• _Problem to solve_:
All of the records must be given again exactly.

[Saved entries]
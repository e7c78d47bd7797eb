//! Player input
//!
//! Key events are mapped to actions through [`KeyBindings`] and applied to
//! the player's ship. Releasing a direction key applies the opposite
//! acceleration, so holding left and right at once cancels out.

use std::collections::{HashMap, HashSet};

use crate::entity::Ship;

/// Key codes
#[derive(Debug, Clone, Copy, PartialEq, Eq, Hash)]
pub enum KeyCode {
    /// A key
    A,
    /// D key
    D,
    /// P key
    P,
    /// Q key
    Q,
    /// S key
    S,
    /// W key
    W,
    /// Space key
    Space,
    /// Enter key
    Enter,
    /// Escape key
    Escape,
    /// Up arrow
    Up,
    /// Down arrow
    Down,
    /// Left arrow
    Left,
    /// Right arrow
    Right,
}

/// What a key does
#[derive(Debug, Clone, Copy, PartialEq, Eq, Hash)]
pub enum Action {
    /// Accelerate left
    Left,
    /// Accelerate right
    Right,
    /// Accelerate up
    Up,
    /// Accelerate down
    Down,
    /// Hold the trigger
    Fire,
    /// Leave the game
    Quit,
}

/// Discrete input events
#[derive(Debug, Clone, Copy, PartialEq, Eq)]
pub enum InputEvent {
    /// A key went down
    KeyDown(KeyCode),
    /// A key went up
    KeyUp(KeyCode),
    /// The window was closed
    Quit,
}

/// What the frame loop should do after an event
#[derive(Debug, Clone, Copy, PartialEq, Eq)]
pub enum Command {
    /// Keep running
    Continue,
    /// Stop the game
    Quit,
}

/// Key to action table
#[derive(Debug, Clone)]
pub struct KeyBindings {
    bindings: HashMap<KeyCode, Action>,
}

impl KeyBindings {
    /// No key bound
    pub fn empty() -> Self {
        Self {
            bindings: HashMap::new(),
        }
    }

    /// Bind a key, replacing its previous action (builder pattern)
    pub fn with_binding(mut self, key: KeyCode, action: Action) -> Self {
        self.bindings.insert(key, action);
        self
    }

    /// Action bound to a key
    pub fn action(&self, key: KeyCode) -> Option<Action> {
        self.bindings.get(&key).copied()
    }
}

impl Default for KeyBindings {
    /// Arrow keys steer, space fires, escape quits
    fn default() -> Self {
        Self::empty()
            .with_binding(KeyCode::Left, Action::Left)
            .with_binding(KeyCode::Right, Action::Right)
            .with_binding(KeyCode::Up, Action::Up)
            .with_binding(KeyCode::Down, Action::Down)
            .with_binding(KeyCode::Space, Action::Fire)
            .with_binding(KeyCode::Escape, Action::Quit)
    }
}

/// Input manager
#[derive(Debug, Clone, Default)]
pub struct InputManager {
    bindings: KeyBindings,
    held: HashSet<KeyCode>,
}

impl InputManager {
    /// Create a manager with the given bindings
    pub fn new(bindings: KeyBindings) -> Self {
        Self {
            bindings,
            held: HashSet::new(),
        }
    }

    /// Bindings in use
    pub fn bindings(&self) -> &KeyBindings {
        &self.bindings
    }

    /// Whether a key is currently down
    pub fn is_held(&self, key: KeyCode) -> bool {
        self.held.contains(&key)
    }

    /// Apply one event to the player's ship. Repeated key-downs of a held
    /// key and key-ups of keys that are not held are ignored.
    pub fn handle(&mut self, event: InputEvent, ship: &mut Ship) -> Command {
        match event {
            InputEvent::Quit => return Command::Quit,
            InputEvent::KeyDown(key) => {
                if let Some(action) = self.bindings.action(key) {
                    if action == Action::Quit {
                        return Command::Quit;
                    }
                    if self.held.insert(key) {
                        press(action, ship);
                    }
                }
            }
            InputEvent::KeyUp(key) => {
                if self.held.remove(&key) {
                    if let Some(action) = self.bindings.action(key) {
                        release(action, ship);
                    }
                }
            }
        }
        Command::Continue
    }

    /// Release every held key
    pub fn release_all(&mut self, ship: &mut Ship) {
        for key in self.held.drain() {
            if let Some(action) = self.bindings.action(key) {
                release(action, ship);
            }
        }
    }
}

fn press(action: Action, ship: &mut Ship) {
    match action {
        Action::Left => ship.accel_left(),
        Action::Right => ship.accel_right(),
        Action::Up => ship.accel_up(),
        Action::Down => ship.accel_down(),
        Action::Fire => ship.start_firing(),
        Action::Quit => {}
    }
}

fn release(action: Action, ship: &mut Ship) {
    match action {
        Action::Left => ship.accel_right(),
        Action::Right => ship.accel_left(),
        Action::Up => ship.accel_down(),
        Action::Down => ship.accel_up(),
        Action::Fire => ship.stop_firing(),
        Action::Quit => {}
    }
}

• _Solution below_:
repository e7c78d47bd7797eb
//! Player input
//!
//! Key events are mapped to actions through [`KeyBindings`] and applied to
//! the player's ship. Releasing a direction key applies the opposite
//! acceleration, so holding left and right at once cancels out.

use std::collections::{HashMap, HashSet};

use crate::entity::Ship;

/// Key codes
#[derive(Debug, Clone, Copy, PartialEq, Eq, Hash)]
pub enum KeyCode {
    /// A key
    A,
    /// D key
    D,
    /// P key
    P,
    /// Q key
    Q,
    /// S key
    S,
    /// W key
    W,
    /// Space key
    Space,
    /// Enter key
    Enter,
    /// Escape key
    Escape,
    /// Up arrow
    Up,
    /// Down arrow
    Down,
    /// Left arrow
    Left,
    /// Right arrow
    Right,
}

/// What a key does
#[derive(Debug, Clone, Copy, PartialEq, Eq, Hash)]
pub enum Action {
    /// Accelerate left
    Left,
    /// Accelerate right
    Right,
    /// Accelerate up
    Up,
    /// Accelerate down
    Down,
    /// Hold the trigger
    Fire,
    /// Leave the game
    Quit,
}

/// Discrete input events
#[derive(Debug, Clone, Copy, PartialEq, Eq)]
pub enum InputEvent {
    /// A key went down
    KeyDown(KeyCode),
    /// A key went up
    KeyUp(KeyCode),
    /// The window was closed
    Quit,
}

/// What the frame loop should do after an event
#[derive(Debug, Clone, Copy, PartialEq, Eq)]
pub enum Command {
    /// Keep running
    Continue,
    /// Stop the game
    Quit,
}

/// Key to action table
#[derive(Debug, Clone)]
pub struct KeyBindings {
    bindings: HashMap<KeyCode, Action>,
}

impl KeyBindings {
    /// No key bound
    pub fn empty() -> Self {
        Self {
            bindings: HashMap::new(),
        }
    }

    /// Bind a key, replacing its previous action (builder pattern)
    pub fn with_binding(mut self, key: KeyCode, action: Action) -> Self {
        self.bindings.insert(key, action);
        self
    }

    /// Action bound to a key
    pub fn action(&self, key: KeyCode) -> Option<Action> {
        self.bindings.get(&key).copied()
    }
}

impl Default for KeyBindings {
    /// Arrow keys steer, space fires, escape quits
    fn default() -> Self {
        Self::empty()
            .with_binding(KeyCode::Left, Action::Left)
            .with_binding(KeyCode::Right, Action::Right)
            .with_binding(KeyCode::Up, Action::Up)
            .with_binding(KeyCode::Down, Action::Down)
            .with_binding(KeyCode::Space, Action::Fire)
            .with_binding(KeyCode::Escape, Action::Quit)
    }
}

/// Input manager
#[derive(Debug, Clone, Default)]
pub struct InputManager {
    bindings: KeyBindings,
    held: HashSet<KeyCode>,
}

impl InputManager {
    /// Create a manager with the given bindings
    pub fn new(bindings: KeyBindings) -> Self {
        Self {
            bindings,
            held: HashSet::new(),
        }
    }

    /// Bindings in use
    pub fn bindings(&self) -> &KeyBindings {
        &self.bindings
    }

    /// Whether a key is currently down
    pub fn is_held(&self, key: KeyCode) -> bool {
        self.held.contains(&key)
    }

    /// Apply one event to the player's ship. Repeated key-downs of a held
    /// key and key-ups of keys that are not held are ignored.
    pub fn handle(&mut self, event: InputEvent, ship: &mut Ship) -> Command {
        match event {
            InputEvent::Quit => return Command::Quit,
            InputEvent::KeyDown(key) => {
                if let Some(action) = self.bindings.action(key) {
                    if action == Action::Quit {
                        return Command::Quit;
                    }
                    if self.held.insert(key) {
                        press(action, ship);
                    }
                }
            }
            InputEvent::KeyUp(key) => {
                if self.held.remove(&key) {
                    if let Some(action) = self.bindings.action(key) {
                        release(action, ship);
                    }
                }
            }
        }
        Command::Continue
    }

    /// Release every held key
    pub fn release_all(&mut self, ship: &mut Ship) {
        for key in self.held.drain() {
            if let Some(action) = self.bindings.action(key) {
                release(action, ship);
            }
        }
    }
}

fn press(action: Action, ship: &mut Ship) {
    match action {
        Action::Left => ship.accel_left(),
        Action::Right => ship.accel_right(),
        Action::Up => ship.accel_up(),
        Action::Down => ship.accel_down(),
        Action::Fire => ship.start_firing(),
        Action::Quit => {}
    }
}

fn release(action: Action, ship: &mut Ship) {
    match action {
        Action::Left => ship.accel_right(),
        Action::Right => ship.accel_left(),
        Action::Up => ship.accel_down(),
        Action::Down => ship.accel_up(),
        Action::Fire => ship.stop_firing(),
        Action::Quit => {}
    }
}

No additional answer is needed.